Most Helpful Customer Reviews
70 of 81 people found the following review helpful:
4.0 out of 5 stars
How much would you pay to get inside the enemy's mind?, March 23, 2005
This review is from: The Art of Intrusion: The Real Stories Behind the Exploits of Hackers, Intruders and Deceivers (Hardcover)
Over two years ago I read and reviewed 'The Art of Deception,' also by Mitnick and Simon. I thought that book was 'original, entertaining, [and] scary.' Those same adjectives apply to 'The Art of Intrusion' (TAOI). While I also add 'disappointing' and 'disturbing' to the description of TAOI, sections of the new book make it an absolute must-read. If you want to understand the consequences of systematic, long-term compromise of your enterprise, you must read and heed the lessons of TAOI.
This book may provide the closest look inside an intruder's mind the security community has yet seen. There is simply no substitute for understanding the methodology, goals, and determination of a skilled intruder. Chapter 8 brings the world of the enemy to life, describing separate incidents where crackers stole intellectual property from enterprise networks. These intruders were patient and methodical, taking months to locate, acquire, and transfer their prey. I have encountered this sort of adversary as a real security consultant (explanation follows), but never read supposed first-hand accounts from the enemy's point of view. Chapter 8 alone makes the book worth purchasing.
Why is the book 'disappointing' and 'disturbing' then? I was repeatedly disgusted to read about so-called 'security consultants' who are 'published authors on security topics' (p. 168), who describe themselves as 'white-hats' but acknowledge defacing sites 'where security was so shoddy someone needed to be taught a lesson (p. 143), and who are 'respected security professionals by day and become a black-hat hacker by night, honing the skills that pay their mortgage by hacking into the most resilient software companies on the planet' (p. 166). Attaching the label 'security professional' to these criminals -- still active by some accounts -- is a crime itself. At least Mitnick perpetrated his crime and did his time. These people, however skilled, are a black mark on the security community -- they literally perform the crimes for which their 'skills' are then required. The mitigating factor for me is that these intruders shared their stories for the benefit of the community. For that I am grateful, but I'd also like to hear they've hung up their black hats!

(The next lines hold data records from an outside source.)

//! Alert emission for detected anomalies
//!
//! Handles:
//! - Formatting alerts for an Alertmanager-compatible webhook
//! - Deduplication of alerts within a configurable window
//! - Delivering alert payloads over HTTP

use std::collections::HashMap;
use std::sync::RwLock;
use std::time::{Duration, Instant};

use reqwest::Client;
use serde::{Deserialize, Serialize};
use tracing::debug;

use super::{Detection, Severity};
use crate::error::{Result, WatchError};
use crate::models::Observation;

/// Default deduplication window (15 minutes)
const DEFAULT_DEDUP_WINDOW_SECS: u64 = 15 * 60;

/// Alert severity levels
#[derive(Debug, Clone, Copy, PartialEq, Eq, Serialize, Deserialize)]
#[serde(rename_all = "lowercase")]
pub enum AlertSeverity {
    Warning,
    Critical,
}

impl std::fmt::Display for AlertSeverity {
    fn fmt(&self, f: &mut std::fmt::Formatter<'_>) -> std::fmt::Result {
        match self {
            AlertSeverity::Warning => write!(f, "warning"),
            AlertSeverity::Critical => write!(f, "critical"),
        }
    }
}

impl From<Severity> for AlertSeverity {
    fn from(severity: Severity) -> Self {
        match severity {
            Severity::Critical => AlertSeverity::Critical,
            Severity::High | Severity::Warning => AlertSeverity::Warning,
        }
    }
}

/// Alert type classification
#[derive(Debug, Clone, Copy, PartialEq, Eq, Hash, Serialize, Deserialize)]
#[serde(rename_all = "snake_case")]
pub enum AlertType {
    /// Ratio far above the expected level
    RatioSpike,
    /// Ratio far below the expected level
    RatioDrop,
}

impl AlertType {
    fn for_detection(detection: &Detection) -> Self {
        if detection.residual >= 0.0 {
            AlertType::RatioSpike
        } else {
            AlertType::RatioDrop
        }
    }
}

impl std::fmt::Display for AlertType {
    fn fmt(&self, f: &mut std::fmt::Formatter<'_>) -> std::fmt::Result {
        match self {
            AlertType::RatioSpike => write!(f, "PizzaRatioSpike"),
            AlertType::RatioDrop => write!(f, "PizzaRatioDrop"),
        }
    }
}

/// Alertmanager webhook alert format
#[derive(Debug, Clone, Serialize, Deserialize)]
#[serde(rename_all = "camelCase")]
pub struct AlertmanagerAlert {
    /// Alert status (firing or resolved)
    pub status: String,
    /// Alert labels for routing and grouping
    pub labels: HashMap<String, String>,
    /// Alert annotations with details
    pub annotations: HashMap<String, String>,
    /// Start time in RFC3339 format
    pub starts_at: String,
    #[serde(skip_serializing_if = "Option::is_none")]
    pub ends_at: Option<String>,
    #[serde(skip_serializing_if = "Option::is_none")]
    pub generator_url: Option<String>,
}

/// Alertmanager webhook payload, serialized as a bare array of alerts
#[derive(Debug, Clone, Serialize, Deserialize)]
#[serde(transparent)]
pub struct AlertmanagerPayload {
    pub alerts: Vec<AlertmanagerAlert>,
}

/// Where the alert comes from
#[derive(Debug, Clone)]
pub struct AlertContext {
    /// Watcher instance name
    pub instance: String,
    /// Watched location as `lat,lon`
    pub location: String,
    pub generator_url: Option<String>,
}

/// Key for deduplication
#[derive(Debug, Clone, PartialEq, Eq, Hash)]
struct DedupKey {
    alert_type: AlertType,
    location: String,
}

/// Alert emitter with deduplication
pub struct Alerter {
    dedup_window: Duration,
    /// Recent alerts for deduplication (key -> last emission time)
    recent_alerts: RwLock<HashMap<DedupKey, Instant>>,
}

impl Alerter {
    /// Create a new alerter with default 15-minute deduplication window
    pub fn new() -> Self {
        Self {
            dedup_window: Duration::from_secs(DEFAULT_DEDUP_WINDOW_SECS),
            recent_alerts: RwLock::new(HashMap::new()),
        }
    }

    /// Set custom deduplication window
    pub fn with_dedup_window(mut self, window: Duration) -> Self {
        self.dedup_window = window;
        self
    }

    fn key(alert_type: AlertType, ctx: &AlertContext) -> DedupKey {
        DedupKey {
            alert_type,
            location: ctx.location.clone(),
        }
    }

    /// Check if an alert should be suppressed due to deduplication
    pub fn should_suppress(&self, alert_type: AlertType, ctx: &AlertContext) -> bool {
        let key = Self::key(alert_type, ctx);
        let alerts = match self.recent_alerts.read() {
            Ok(guard) => guard,
            Err(poisoned) => poisoned.into_inner(),
        };
        alerts
            .get(&key)
            .map(|last| last.elapsed() < self.dedup_window)
            .unwrap_or(false)
    }

    /// Record that an alert was emitted
    pub fn record_alert(&self, alert_type: AlertType, ctx: &AlertContext) {
        let mut alerts = match self.recent_alerts.write() {
            Ok(guard) => guard,
            Err(poisoned) => poisoned.into_inner(),
        };
        alerts.insert(Self::key(alert_type, ctx), Instant::now());
        alerts.retain(|_, time| time.elapsed() < self.dedup_window);
    }

    /// Create an Alertmanager alert for an anomalous detection
    ///
    /// Returns `None` for non-anomalous detections and for duplicates
    /// within the dedup window.
    pub fn create_alert(
        &self,
        detection: &Detection,
        observation: &Observation,
        ctx: &AlertContext,
        timestamp: &str,
    ) -> Option<AlertmanagerAlert> {
        if !detection.anomalous {
            return None;
        }

        let alert_type = AlertType::for_detection(detection);
        if self.should_suppress(alert_type, ctx) {
            debug!(alert_type = %alert_type, "Suppressing duplicate alert");
            return None;
        }

        let severity = AlertSeverity::from(detection.severity());

        let mut labels = HashMap::new();
        labels.insert("alertname".to_string(), alert_type.to_string());
        labels.insert("severity".to_string(), severity.to_string());
        labels.insert("instance".to_string(), ctx.instance.clone());
        labels.insert("location".to_string(), ctx.location.clone());

        let mut annotations = HashMap::new();
        annotations.insert("summary".to_string(), alert_message(detection, observation));
        annotations.insert(
            "description".to_string(),
            format!(
                "Visits per pizzeria at {} was {:.2} (expected {:.2}, {:+.0}%). \
                 {} places, {} visits, score {:.2} over {} samples.",
                ctx.location,
                observation.ratio,
                detection.expected,
                detection.percentage_above_expected(),
                observation.places,
                observation.visits,
                detection.score,
                detection.samples,
            ),
        );
        annotations.insert("score".to_string(), format!("{:.2}", detection.score));
        annotations.insert("ratio".to_string(), format!("{:.2}", observation.ratio));

        self.record_alert(alert_type, ctx);

        Some(AlertmanagerAlert {
            status: "firing".to_string(),
            labels,
            annotations,
            starts_at: timestamp.to_string(),
            ends_at: None,
            generator_url: ctx.generator_url.clone(),
        })
    }
}

impl Default for Alerter {
    fn default() -> Self {
        Self::new()
    }
}

/// One-line alert text for logs and alert summaries
pub fn alert_message(detection: &Detection, observation: &Observation) -> String {
    format!(
        "*** ALERT: Pizza activity anomaly detected! Score: {:.2}, Ratio: {:.2} ***",
        detection.score, observation.ratio
    )
}

/// Delivers alert payloads to a webhook endpoint
pub struct WebhookNotifier {
    client: Client,
    url: url::Url,
}

impl WebhookNotifier {
    pub fn new(url: &str, timeout: Duration) -> Result<Self> {
        let client = Client::builder().timeout(timeout).build()?;
        let url = url::Url::parse(url)?;
        Ok(Self { client, url })
    }

    pub fn url(&self) -> &url::Url {
        &self.url
    }

    /// POST the alerts as an Alertmanager payload
    pub async fn send(&self, alerts: Vec<AlertmanagerAlert>) -> Result<()> {
        let payload = AlertmanagerPayload { alerts };
        let response = self
            .client
            .post(self.url.clone())
            .json(&payload)
            .send()
            .await?;

        let status = response.status();
        if !status.is_success() {
            let body = response.text().await.unwrap_or_default();
            return Err(WatchError::Status {
                service: "alert webhook",
                status: status.as_u16(),
                body,
            });
        }
        Ok(())
    }
}

#[cfg(test)]
mod tests {
    use super::*;
    use chrono::NaiveDate;

    fn ctx() -> AlertContext {
        AlertContext {
            instance: "watcher-1".to_string(),
            location: "38.8719,-77.0563".to_string(),
            generator_url: None,
        }
    }

    fn observation() -> Observation {
        let ts = NaiveDate::from_ymd_opt(2025, 6, 1)
            .unwrap()
            .and_hms_opt(23, 0, 0)
            .unwrap();
        Observation::new(ts, 10, 190)
    }

    fn detection(score: f64, residual: f64) -> Detection {
        Detection {
            value: 19.0,
            expected: 9.0,
            residual,
            residual_std: 2.0,
            score,
            threshold: 3.0,
            anomalous: score > 3.0,
            samples: 72,
        }
    }

    #[test]
    fn test_no_alert_for_normal_detection() {
        let alerter = Alerter::new();
        let alert = alerter.create_alert(&detection(1.2, 2.4), &observation(), &ctx(), "now");
        assert!(alert.is_none());
    }

    #[test]
    fn test_spike_alert_labels() {
        let alerter = Alerter::new();
        let alert = alerter
            .create_alert(&detection(5.1, 10.0), &observation(), &ctx(), "2025-06-01T23:00:00Z")
            .unwrap();

        assert_eq!(alert.status, "firing");
        assert_eq!(alert.labels["alertname"], "PizzaRatioSpike");
        assert_eq!(alert.labels["severity"], "critical");
        assert_eq!(alert.annotations["score"], "5.10");
        assert_eq!(alert.annotations["ratio"], "19.00");
        assert!(alert.annotations["summary"].contains("ALERT"));
    }

    #[test]
    fn test_drop_alert_type() {
        let alerter = Alerter::new();
        let alert = alerter
            .create_alert(&detection(3.5, -7.0), &observation(), &ctx(), "now")
            .unwrap();
        assert_eq!(alert.labels["alertname"], "PizzaRatioDrop");
        assert_eq!(alert.labels["severity"], "warning");
    }

    #[test]
    fn test_deduplication() {
        let alerter = Alerter::new();
        let first = alerter.create_alert(&detection(4.0, 8.0), &observation(), &ctx(), "now");
        let second = alerter.create_alert(&detection(4.0, 8.0), &observation(), &ctx(), "now");

        assert!(first.is_some());
        assert!(second.is_none());

        // A drop is a different alert
        let drop = alerter.create_alert(&detection(4.0, -8.0), &observation(), &ctx(), "now");
        assert!(drop.is_some());
    }

    #[test]
    fn test_zero_dedup_window_never_suppresses() {
        let alerter = Alerter::new().with_dedup_window(Duration::ZERO);
        assert!(alerter
            .create_alert(&detection(4.0, 8.0), &observation(), &ctx(), "now")
            .is_some());
        assert!(alerter
            .create_alert(&detection(4.0, 8.0), &observation(), &ctx(), "now")
            .is_some());
    }

    #[test]
    fn test_alertmanager_serialization() {
        let alerter = Alerter::new();
        let alert = alerter
            .create_alert(&detection(4.0, 8.0), &observation(), &ctx(), "2025-06-01T23:00:00Z")
            .unwrap();
        let json = serde_json::to_value(&alert).unwrap();

        assert_eq!(json["startsAt"], "2025-06-01T23:00:00Z");
        assert!(json.get("endsAt").is_none());
    }

    #[tokio::test]
    async fn test_webhook_posts_alerts() {
        let mut server = mockito::Server::new_async().await;
        let mock = server
            .mock("POST", "/hooks/alerts")
            .match_header("content-type", "application/json")
            .with_status(200)
            .create_async()
            .await;

        let notifier =
            WebhookNotifier::new(&format!("{}/hooks/alerts", server.url()), Duration::from_secs(5))
                .unwrap();
        let alert = Alerter::new()
            .create_alert(&detection(4.0, 8.0), &observation(), &ctx(), "now")
            .unwrap();

        notifier.send(vec![alert]).await.unwrap();
        mock.assert_async().await;
    }

    #[tokio::test]
    async fn test_webhook_error_status() {
        let mut server = mockito::Server::new_async().await;
        let _mock = server
            .mock("POST", "/hooks/alerts")
            .with_status(503)
            .create_async()
            .await;

        let notifier =
            WebhookNotifier::new(&format!("{}/hooks/alerts", server.url()), Duration::from_secs(5))
                .unwrap();

        let err = notifier.send(vec![]).await.unwrap_err();
        assert!(matches!(err, WatchError::Status { status: 503, .. }));
    }
}
//! Core data models for the watcher

use std::fmt;
use std::str::FromStr;

use chrono::{NaiveDateTime, Timelike};
use serde::{Deserialize, Serialize};

use crate::error::WatchError;

/// Timestamp format used in logs and the stats file
pub const TIMESTAMP_FORMAT: &str = "%Y-%m-%d %H:%M:%S";

/// OpenStreetMap element kind
#[derive(Debug, Clone, Copy, PartialEq, Eq, Hash, PartialOrd, Ord, Serialize, Deserialize)]
#[serde(rename_all = "lowercase")]
pub enum ElementKind {
    Node,
    Way,
    Relation,
}

impl ElementKind {
    pub fn as_str(&self) -> &'static str {
        match self {
            ElementKind::Node => "node",
            ElementKind::Way => "way",
            ElementKind::Relation => "relation",
        }
    }
}

/// Stable identifier of a place, e.g. `node/123`
///
/// OSM ids are only unique per element kind, so the kind is part of the key.
#[derive(Debug, Clone, Copy, PartialEq, Eq, Hash, PartialOrd, Ord, Serialize, Deserialize)]
pub struct PlaceId {
    pub kind: ElementKind,
    pub id: i64,
}

impl PlaceId {
    pub fn new(kind: ElementKind, id: i64) -> Self {
        Self { kind, id }
    }
}

impl fmt::Display for PlaceId {
    fn fmt(&self, f: &mut fmt::Formatter<'_>) -> fmt::Result {
        write!(f, "{}/{}", self.kind.as_str(), self.id)
    }
}

impl FromStr for PlaceId {
    type Err = WatchError;

    fn from_str(s: &str) -> Result<Self, Self::Err> {
        let (kind, id) = s
            .trim()
            .split_once('/')
            .ok_or_else(|| WatchError::InvalidPlaceId(s.to_string()))?;

        let kind = match kind {
            "node" => ElementKind::Node,
            "way" => ElementKind::Way,
            "relation" => ElementKind::Relation,
            _ => return Err(WatchError::InvalidPlaceId(s.to_string())),
        };
        let id = id
            .parse()
            .map_err(|_| WatchError::InvalidPlaceId(s.to_string()))?;

        Ok(Self { kind, id })
    }
}

/// A pizza place returned by the Overpass API
#[derive(Debug, Clone, PartialEq, Serialize, Deserialize)]
pub struct Place {
    pub id: PlaceId,
    pub latitude: Option<f64>,
    pub longitude: Option<f64>,
    pub name: String,
}

/// One poll turned into a scalar observation
#[derive(Debug, Clone, PartialEq, Serialize, Deserialize)]
pub struct Observation {
    pub timestamp: NaiveDateTime,
    pub places: usize,
    pub visits: u64,
    /// Visits per place, `0.0` when no place was found
    pub ratio: f64,
}

impl Observation {
    pub fn new(timestamp: NaiveDateTime, places: usize, visits: u64) -> Self {
        let ratio = if places > 0 {
            visits as f64 / places as f64
        } else {
            0.0
        };

        Self {
            timestamp,
            places,
            visits,
            ratio,
        }
    }

    /// Observation stamped with the current local time at second precision
    pub fn now(places: usize, visits: u64) -> Self {
        let now = chrono::Local::now().naive_local();
        Self::new(now.with_nanosecond(0).unwrap_or(now), places, visits)
    }

    pub fn formatted_timestamp(&self) -> String {
        self.timestamp.format(TIMESTAMP_FORMAT).to_string()
    }
}

/// Observation as read back from the stats log
#[derive(Debug, Clone, PartialEq, Serialize, Deserialize)]
pub struct ObservationRecord {
    #[serde(flatten)]
    pub observation: Observation,
    /// Missing for polls without enough history, and in older files
    pub score: Option<f64>,
    pub anomaly: Option<bool>,
}

#[cfg(test)]
mod tests {
    use super::*;
    use chrono::NaiveDate;

    fn ts() -> NaiveDateTime {
        NaiveDate::from_ymd_opt(2025, 6, 1)
            .unwrap()
            .and_hms_opt(12, 0, 0)
            .unwrap()
    }

    #[test]
    fn test_place_id_round_trips_through_display() {
        let id = PlaceId::new(ElementKind::Way, 4242);
        assert_eq!(id.to_string(), "way/4242");
        assert_eq!("way/4242".parse::<PlaceId>().unwrap(), id);
    }

    #[test]
    fn test_place_id_rejects_garbage() {
        assert!("4242".parse::<PlaceId>().is_err());
        assert!("area/1".parse::<PlaceId>().is_err());
        assert!("node/abc".parse::<PlaceId>().is_err());
    }

    #[test]
    fn test_observation_ratio() {
        let obs = Observation::new(ts(), 4, 30);
        assert!((obs.ratio - 7.5).abs() < f64::EPSILON);
    }

    #[test]
    fn test_observation_ratio_without_places() {
        let obs = Observation::new(ts(), 0, 0);
        assert_eq!(obs.ratio, 0.0);
    }

    #[test]
    fn test_observation_timestamp_format() {
        let obs = Observation::new(ts(), 1, 3);
        assert_eq!(obs.formatted_timestamp(), "2025-06-01 12:00:00");
    }
}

In some places Mitnick seems to close to his subjects to render a fair opinion of their skills. Chapter 5 talks about Adrian Lamo, named by Mitnick 'The Robin Hood Hacker.' It begins with a story about rescuing a kitten from a 'dirty storm drain' that belongs in an after-school TV special, and smells of social engineering on Mr. Lamo's part. After reading about this 'purist... the thinking man's hacker,' we learn his only real skill was 'exploiting misconfigured proxy servers.' When asked what operating system the New York Times was running when he infiltrated it via proxy server, 'Adrian answered that he doesn't know. 'I don't analyze a network that way.' I doubt someone who 'secured' a proxy server at Excite@Home by cutting the cat 5 cable to the box knows anything more than how to use his 'favorite tool... ProxyHunter' and his 'intellectual gift of finding misconfigured proxy servers' (p. 112). This mischaracterization of Adrian Lamo hurts the authors' credibility, at least as far as chapter 5 goes. I felt the same sense of being too close to the characters when reading of 'two convicted murderers' in chapter 3, although their story should catch the eyes of prison wardens everywhere.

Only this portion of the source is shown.